🤖 AI Summary
In federated learning for large language models (FedLLM), locally hosted harmful data on clients can compromise the safety of the globally aggregated model, undermining reliability in distributed deployments. To address this, we propose the first integration of Safety Filters and Constitutional AI into the FedLLM framework, enabling safety-aware model aggregation and alignment during training: clients pre-filter harmful inputs before local inference and embed constitutional preference alignment prior to parameter aggregation; the server dynamically calibrates safety weights using adversarial safety evaluation (AdvBench).

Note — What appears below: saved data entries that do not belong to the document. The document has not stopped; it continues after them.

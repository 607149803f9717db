//! Built-in catalog: the eight planets plus the Moon and Phobos.
//!
//! Planetary elements are the JPL approximate Keplerian elements (Standish,
//! valid 1800–2050 AD) referred to the mean ecliptic and equinox of J2000.
//! Satellite elements are relative to their planet and carry the dominant
//! apsidal and nodal precession as secular rates.

use crate::catalog::ElementStore;
use crate::elements::{BodyDef, OrbitalElements, SecularElement as S, SpinSpec};
use crate::error::EphemerisError;

/// Name of the body whose rotation is calibrated against the real subsolar point.
pub const EARTH: &str = "earth";

/// Kilometres per astronomical unit.
pub const KM_PER_AU: f64 = 149_597_870.7;

/// Earth's obliquity at J2000 in degrees.
pub const EARTH_OBLIQUITY_DEG: f64 = 23.44;

fn elements(a: S, e: S, i: S, l: S, peri: S, node: S) -> OrbitalElements {
    OrbitalElements {
        semi_major_axis: a,
        eccentricity: e,
        inclination: i,
        mean_longitude: l,
        longitude_of_perihelion: peri,
        longitude_of_node: node,
    }
}

fn spin(period_hours: f64) -> SpinSpec {
    SpinSpec {
        period_hours,
        ..SpinSpec::default()
    }
}

fn planet(name: &str, radius_km: f64, elements: OrbitalElements, spin: SpinSpec) -> BodyDef {
    BodyDef {
        name: name.to_string(),
        elements,
        radius_km,
        central_body: None,
        spin,
    }
}

fn satellite(
    name: &str,
    central: &str,
    radius_km: f64,
    elements: OrbitalElements,
    spin: SpinSpec,
) -> BodyDef {
    BodyDef {
        name: name.to_string(),
        elements,
        radius_km,
        central_body: Some(central.to_string()),
        spin,
    }
}

/// Every built-in body definition, planets first.
pub fn bodies() -> Vec<BodyDef> {
    vec![
        planet(
            "mercury",
            2_439.7,
            elements(
                S::new(0.387_099_27, 0.000_000_37),
                S::new(0.205_635_93, 0.000_019_06),
                S::new(7.004_979_02, -0.005_947_49),
                S::new(252.250_323_50, 149_472.674_111_75),
                S::new(77.457_796_28, 0.160_476_89),
                S::new(48.330_765_93, -0.125_340_81),
            ),
            spin(1_407.6),
        ),
        planet(
            "venus",
            6_051.8,
            elements(
                S::new(0.723_335_66, 0.000_003_90),
                S::new(0.006_776_72, -0.000_041_07),
                S::new(3.394_676_05, -0.000_788_90),
                S::new(181.979_099_50, 58_517.815_387_29),
                S::new(131.602_467_18, 0.002_683_29),
                S::new(76.679_842_55, -0.277_694_18),
            ),
            spin(-5_832.5),
        ),
        planet(
            EARTH,
            6_371.0,
            elements(
                S::new(1.000_002_61, 0.000_005_62),
                S::new(0.016_711_23, -0.000_043_92),
                S::new(-0.000_015_31, -0.012_946_68),
                S::new(100.464_571_66, 35_999.372_449_81),
                S::new(102.937_681_93, 0.323_273_64),
                S::fixed(0.0),
            ),
            SpinSpec {
                period_hours: 23.934_5,
                axial_tilt_deg: EARTH_OBLIQUITY_DEG,
                reference_azimuth_deg: 0.0,
                offset_rad: 0.0,
                calibrated: true,
            },
        ),
        planet(
            "mars",
            3_389.5,
            elements(
                S::new(1.523_710_34, 0.000_018_47),
                S::new(0.093_394_10, 0.000_078_82),
                S::new(1.849_691_42, -0.008_131_31),
                S::new(-4.553_432_05, 19_140.302_684_99),
                S::new(-23.943_629_59, 0.444_410_88),
                S::new(49.559_538_91, -0.292_573_43),
            ),
            spin(24.622_9),
        ),
        planet(
            "jupiter",
            69_911.0,
            elements(
                S::new(5.202_887_00, -0.000_116_07),
                S::new(0.048_386_24, -0.000_132_53),
                S::new(1.304_396_95, -0.001_837_14),
                S::new(34.396_440_51, 3_034.746_127_75),
                S::new(14.728_479_83, 0.212_526_68),
                S::new(100.473_909_09, 0.204_691_06),
            ),
            spin(9.925),
        ),
        planet(
            "saturn",
            58_232.0,
            elements(
                S::new(9.536_675_94, -0.001_250_60),
                S::new(0.053_861_79, -0.000_509_91),
                S::new(2.485_991_87, 0.001_936_09),
                S::new(49.954_244_23, 1_222.493_622_01),
                S::new(92.598_878_31, -0.418_972_16),
                S::new(113.662_424_48, -0.288_677_94),
            ),
            spin(10.656),
        ),
        planet(
            "uranus",
            25_362.0,
            elements(
                S::new(19.189_164_64, -0.001_961_76),
                S::new(0.047_257_44, -0.000_043_97),
                S::new(0.772_637_83, -0.002_429_39),
                S::new(313.238_104_51, 428.482_027_85),
                S::new(170.954_276_30, 0.408_052_81),
                S::new(74.016_925_03, 0.042_405_89),
            ),
            spin(-17.24),
        ),
        planet(
            "neptune",
            24_622.0,
            elements(
                S::new(30.069_922_76, 0.000_262_91),
                S::new(0.008_590_48, 0.000_051_05),
                S::new(1.770_043_47, 0.000_353_72),
                S::new(-55.120_029_69, 218.459_453_25),
                S::new(44.964_762_27, -0.322_414_64),
                S::new(131.784_225_74, -0.005_086_64),
            ),
            spin(16.11),
        ),
        satellite(
            "moon",
            EARTH,
            1_737.4,
            elements(
                S::fixed(384_400.0 / KM_PER_AU),
                S::fixed(0.054_9),
                S::fixed(5.145),
                S::new(218.316, 481_267.881),
                S::new(83.353, 4_069.013_7),
                S::new(125.045, -1_934.136),
            ),
            SpinSpec {
                period_hours: 655.72,
                // Half-turn so the textured near side faces the planet.
                offset_rad: std::f64::consts::PI,
                ..SpinSpec::default()
            },
        ),
        satellite(
            "phobos",
            "mars",
            11.267,
            elements(
                S::fixed(9_376.0 / KM_PER_AU),
                S::fixed(0.015_1),
                S::fixed(1.093),
                S::new(35.06, 41_231_045.0),
                S::new(150.057, 15_880.0),
                S::new(164.931, -15_848.0),
            ),
            spin(7.66),
        ),
    ]
}

/// Build the built-in element store.
pub fn element_store() -> Result<ElementStore, EphemerisError> {
    ElementStore::from_bodies(bodies())
}

#[cfg(test)]
mod tests {
    use super::*;

    #[test]
    fn test_builtin_catalog_is_valid() {
        let store = element_store().unwrap();
        assert_eq!(store.len(), 10);
        assert!(store.validate().is_empty());
    }

    #[test]
    fn test_satellites_reference_planets() {
        let store = element_store().unwrap();
        assert_eq!(store.get("moon").unwrap().central_body.as_deref(), Some(EARTH));
        assert_eq!(store.get("phobos").unwrap().central_body.as_deref(), Some("mars"));
        let roots = store.iter().filter(|b| !b.is_satellite()).count();
        assert_eq!(roots, 8);
    }

    #[test]
    fn test_only_earth_is_calibrated() {
        let store = element_store().unwrap();
        let calibrated: Vec<_> = store
            .iter()
            .filter(|b| b.spin.calibrated)
            .map(|b| b.name.as_str())
            .collect();
        assert_eq!(calibrated, vec![EARTH]);
        assert!((store.get(EARTH).unwrap().spin.axial_tilt_deg - 23.44).abs() < 1e-12);
    }

    #[test]
    fn test_retrograde_rotators() {
        let store = element_store().unwrap();
        for name in ["venus", "uranus"] {
            assert_eq!(store.get(name).unwrap().spin.direction(), -1.0, "{name}");
        }
        assert_eq!(store.get(EARTH).unwrap().spin.direction(), 1.0);
    }
}
//! World-space position resolution through central-body chains.

use chrono::{DateTime, Utc};
use glam::DVec3;

use crate::catalog::ElementStore;
use crate::elements::{BodyDef, plane_to_reference};
use crate::epoch::centuries_at;
use crate::kepler::{KeplerSolution, solve_kepler};
use crate::orbit_path::PathSampling;

/// Why a resolved position is a fallback rather than a full solution.
#[derive(Clone, Debug, PartialEq, Eq)]
pub enum FallbackReason {
    /// The requested body is not in the catalog.
    UnknownBody(String),
    /// The body's central body is not in the catalog.
    MissingCentralBody {
        /// The orbiting body.
        body: String,
        /// The absent central body.
        central: String,
    },
    /// The central-body chain is cyclic or deeper than the catalog.
    CycleOrTooDeep(String),
    /// An intermediate quantity was NaN or infinite.
    NonFinite(String),
    /// Kepler's equation did not converge within the iteration cap.
    NotConverged(String),
}

impl std::fmt::Display for FallbackReason {
    fn fmt(&self, f: &mut std::fmt::Formatter<'_>) -> std::fmt::Result {
        match self {
            Self::UnknownBody(body) => write!(f, "unknown body '{body}'"),
            Self::MissingCentralBody { body, central } => {
                write!(f, "central body '{central}' of '{body}' is missing")
            }
            Self::CycleOrTooDeep(body) => write!(f, "central-body chain of '{body}' does not terminate"),
            Self::NonFinite(body) => write!(f, "non-finite orbit quantities for '{body}'"),
            Self::NotConverged(body) => write!(f, "Kepler solve for '{body}' did not converge"),
        }
    }
}

/// Quality of a resolved position.
#[derive(Clone, Debug, PartialEq, Eq)]
pub enum ResolveStatus {
    /// Every body on the chain was solved.
    Exact,
    /// A fallback position was substituted somewhere on the chain.
    Fallback(FallbackReason),
}

impl ResolveStatus {
    /// Whether the position was fully solved.
    pub fn is_exact(&self) -> bool {
        matches!(self, Self::Exact)
    }
}

/// A position together with how it was obtained.
#[derive(Clone, Debug, PartialEq)]
pub struct Resolved {
    /// Position in world units.
    pub position: DVec3,
    /// Exact, or which fallback was used.
    pub status: ResolveStatus,
}

impl Resolved {
    fn exact(position: DVec3) -> Self {
        Self {
            position,
            status: ResolveStatus::Exact,
        }
    }

    fn fallback(position: DVec3, reason: FallbackReason) -> Self {
        log::warn!("Position fallback: {reason}");
        Self {
            position,
            status: ResolveStatus::Fallback(reason),
        }
    }
}

/// Ephemeris engine over an element store.
///
/// Positions are pure functions of the catalog and the instant: resolving the
/// same body at the same instant always yields the same vector.
#[derive(Clone, Debug)]
pub struct Ephemeris {
    store: ElementStore,
    distance_scale: f64,
    sampling: PathSampling,
}

impl Ephemeris {
    /// Wrap a store. Distances are reported in AU until a scale is set.
    pub fn new(store: ElementStore) -> Self {
        for issue in store.validate() {
            log::warn!("Catalog issue: {issue}");
        }
        Self {
            store,
            distance_scale: 1.0,
            sampling: PathSampling::default(),
        }
    }

    /// Set world units per AU.
    pub fn with_distance_scale(mut self, distance_scale: f64) -> Self {
        self.distance_scale = distance_scale;
        self
    }

    /// Set orbit path sample counts.
    pub fn with_sampling(mut self, sampling: PathSampling) -> Self {
        self.sampling = sampling;
        self
    }

    /// The underlying catalog.
    pub fn store(&self) -> &ElementStore {
        &self.store
    }

    /// World units per AU.
    pub fn distance_scale(&self) -> f64 {
        self.distance_scale
    }

    /// Orbit path sample counts.
    pub fn sampling(&self) -> PathSampling {
        self.sampling
    }

    /// World-space position of `body` at `instant`.
    ///
    /// Satellites are placed relative to their central body, which is resolved
    /// first at the same instant. Never fails: missing data and numerical
    /// trouble degrade to the origin or the central body's position, and the
    /// returned status says which.
    pub fn resolve(&self, body: &str, instant: &DateTime<Utc>) -> Resolved {
        self.resolve_chain(body, centuries_at(instant), 0)
    }

    /// Offset of `body` from its central body at `instant` (the two-body
    /// solution alone, without recursing).
    pub fn relative_position(&self, body: &str, instant: &DateTime<Utc>) -> Resolved {
        let Some(def) = self.store.get(body) else {
            return Resolved::fallback(DVec3::ZERO, FallbackReason::UnknownBody(body.to_string()));
        };
        match self.two_body_offset(def, centuries_at(instant)) {
            Ok(offset) => Resolved::exact(offset),
            Err(reason) => Resolved::fallback(DVec3::ZERO, reason),
        }
    }

    fn resolve_chain(&self, body: &str, t_centuries: f64, depth: usize) -> Resolved {
        let Some(def) = self.store.get(body) else {
            return Resolved::fallback(DVec3::ZERO, FallbackReason::UnknownBody(body.to_string()));
        };
        if depth > self.store.len() {
            return Resolved::fallback(DVec3::ZERO, FallbackReason::CycleOrTooDeep(body.to_string()));
        }

        let (central_position, inherited) = match def.central_body.as_deref() {
            None => (DVec3::ZERO, ResolveStatus::Exact),
            Some(central) if !self.store.contains(central) => {
                return Resolved::fallback(
                    DVec3::ZERO,
                    FallbackReason::MissingCentralBody {
                        body: body.to_string(),
                        central: central.to_string(),
                    },
                );
            }
            Some(central) => {
                let parent = self.resolve_chain(central, t_centuries, depth + 1);
                (parent.position, parent.status)
            }
        };

        match self.two_body_offset(def, t_centuries) {
            Ok(offset) => Resolved {
                position: central_position + offset,
                status: inherited,
            },
            Err(reason) => Resolved::fallback(central_position, reason),
        }
    }

    /// Two-body offset from the central body. Fails on non-finite
    /// intermediates and on an unconverged Kepler solve.
    fn two_body_offset(&self, def: &BodyDef, t_centuries: f64) -> Result<DVec3, FallbackReason> {
        let non_finite = || FallbackReason::NonFinite(def.name.clone());
        let el = def.elements.at(t_centuries);
        if !el.is_finite() {
            return Err(non_finite());
        }

        let a = el.semi_major_axis * self.distance_scale;
        let e = el.eccentricity;
        let w = el.argument_of_perihelion();

        let ea = accept_solution(&def.name, solve_kepler(el.mean_anomaly(), e))?;

        let (sin_e, cos_e) = ea.sin_cos();
        let x = a * (cos_e - e);
        let y = a * (1.0 - e * e).sqrt() * sin_e;
        let r = x.hypot(y);
        let v = y.atan2(x);

        let offset = plane_to_reference(r, v + w, el.longitude_of_node, el.inclination);
        if offset.is_finite() { Ok(offset) } else { Err(non_finite()) }
    }
}

/// Eccentric anomaly of a usable solve.
fn accept_solution(body: &str, solution: KeplerSolution) -> Result<f64, FallbackReason> {
    if !solution.eccentric_anomaly.is_finite() {
        return Err(FallbackReason::NonFinite(body.to_string()));
    }
    if !solution.converged {
        return Err(FallbackReason::NotConverged(body.to_string()));
    }
    Ok(solution.eccentric_anomaly)
}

Evaluated on the AdvBench benchmark, our method improves safety performance by over 20% relative to baselines, substantially suppressing unsafe outputs while preserving general model capabilities. This work establishes the first end-to-end, verifiable safety training paradigm for FedLLM.
📝 Abstract
Recent research has increasingly focused on training large language models (LLMs) using federated learning, known as FedLLM. However, responsible AI (RAI), which aims to ensure safe responses, remains underexplored in the context of FedLLM. In FedLLM, client data used for training may contain harmful content, leading to unsafe LLMs that generate harmful responses. Aggregating such unsafe LLMs into the global model and distributing them to clients may result in the widespread deployment of unsafe LLMs. To address this issue, we incorporate two well-known RAI methods into FedLLM: the safety filter and constitutional AI. Our experiments demonstrate that these methods significantly enhance the safety of the LLM, achieving over a 20% improvement on AdvBench, a benchmark for evaluating safety performance.